A quick scour of some crypto twittering analysis, and Roman Trading has the goods today. We think, here, he’s referring to the recent assaults on the US crypto industry from the SEC, when he mentions the “bearish news” that hasn’t had quite the major impact on the market that some have been anticipating. Not yet, anyway.

He’s also spotting a “bear flag” for the US Dollar, and if that plays out to its natural conclusion, then, well, that’d be a boon for risk assets.

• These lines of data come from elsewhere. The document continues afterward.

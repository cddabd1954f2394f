//! Seeking that never leaves the bounds of the file.

use crate::handle::Source;
use std::io::{self, SeekFrom};

/// Where to move the read cursor.
#[derive(Debug, Clone, Copy, PartialEq, Eq)]
pub enum SeekTarget {
    /// Byte offset from the start of the file.
    Absolute(i64),
    /// Byte offset from the current position.
    Relative(i64),
}

/// Constrain `target` to `[0, size]`.
pub fn clip(target: i64, size: u64) -> u64 {
    u64::try_from(target).map_or(0, |t| t.min(size))
}

/// Move `handle` to `target`, clipped to the current file size.
///
/// Returns the resulting absolute offset.
pub fn bounded_seek<S: Source>(handle: &mut S, target: SeekTarget) -> io::Result<u64> {
    let wanted = match target {
        SeekTarget::Absolute(offset) => offset,
        SeekTarget::Relative(delta) => {
            let now = handle.stream_position()?;
            i64::try_from(now)
                .unwrap_or(i64::MAX)
                .saturating_add(delta)
        }
    };
    let edge = handle.size()?;

    handle.seek(SeekFrom::Start(clip(wanted, edge)))
}
//! Failure kinds raised while following a file.
//!
//! Components return these instead of exiting; `main` alone decides to terminate.

use std::io;
use std::path::PathBuf;
use thiserror::Error;

#[derive(Error, Debug)]
pub enum FollowError {
    #[error("could not open file '{}': {source}", path.display())]
    Open {
        path: PathBuf,
        #[source]
        source: io::Error,
    },

    #[error("I/O error: {0}")]
    Metadata(#[source] io::Error),

    #[error("I/O error while tailing '{}': {source}", path.display())]
    Read {
        path: PathBuf,
        #[source]
        source: io::Error,
    },

    #[error("I/O error while tailing '{}': {source}", path.display())]
    Write {
        path: PathBuf,
        #[source]
        source: io::Error,
    },
}

impl FollowError {
    pub fn open(path: impl Into<PathBuf>, source: io::Error) -> Self {
        Self::Open {
            path: path.into(),
            source,
        }
    }
}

Rekt Capital, meanwhile, sees potential for additional downside on the crypto market as a whole, however, notes a successful retest of a level of support he’s charted. He still appears to belive the market is operating within a bullish technical framework.

 

Uppers and downers

Some of the biggest 24-hour gainers and losers at press time. (Stats accurate at time of publishing, based on CoinGecko.com data.)

PUMPERS (11-100 market cap position)

Sui (SUI), (market cap: US$415 million) +10%

Stacks (STX), (market cap: US$837 million) +8%

Kaspa (KAS), (market cap: US$409 million) +7%

Maker (MKR), (market cap: US$641 million) +6%

Injective (INJ), (market cap: US$495 million) +4%

 

SLUMPERS

 KuCoin (KCS), (market cap: US$618 million) -7%

• BitTorrent (BTT), (mc: US$450 million) -2%

• XDC Network (XDC), (mc: US$439 million) -2%

• Toncoin (TON), (mc: US$2.02 billion) -2%

• Rocket Pool (RPL), (mc: US$789 million) -1%

 

Around the blocks: Mastercard stays the crypto path

Some pertinence and randomness that stuck with us on our morning moves through the Crypto Twitterverse.

According to prominent US patents lawyer Mike Kondoudis, payments giant Mastercard is continuing its move into crypto, filing for a trademark application regarding the development of a series of crypto and blockchain-based software tools.

Both Mastercard and rival Visa have been making strong moves into the crypto space since early 2021.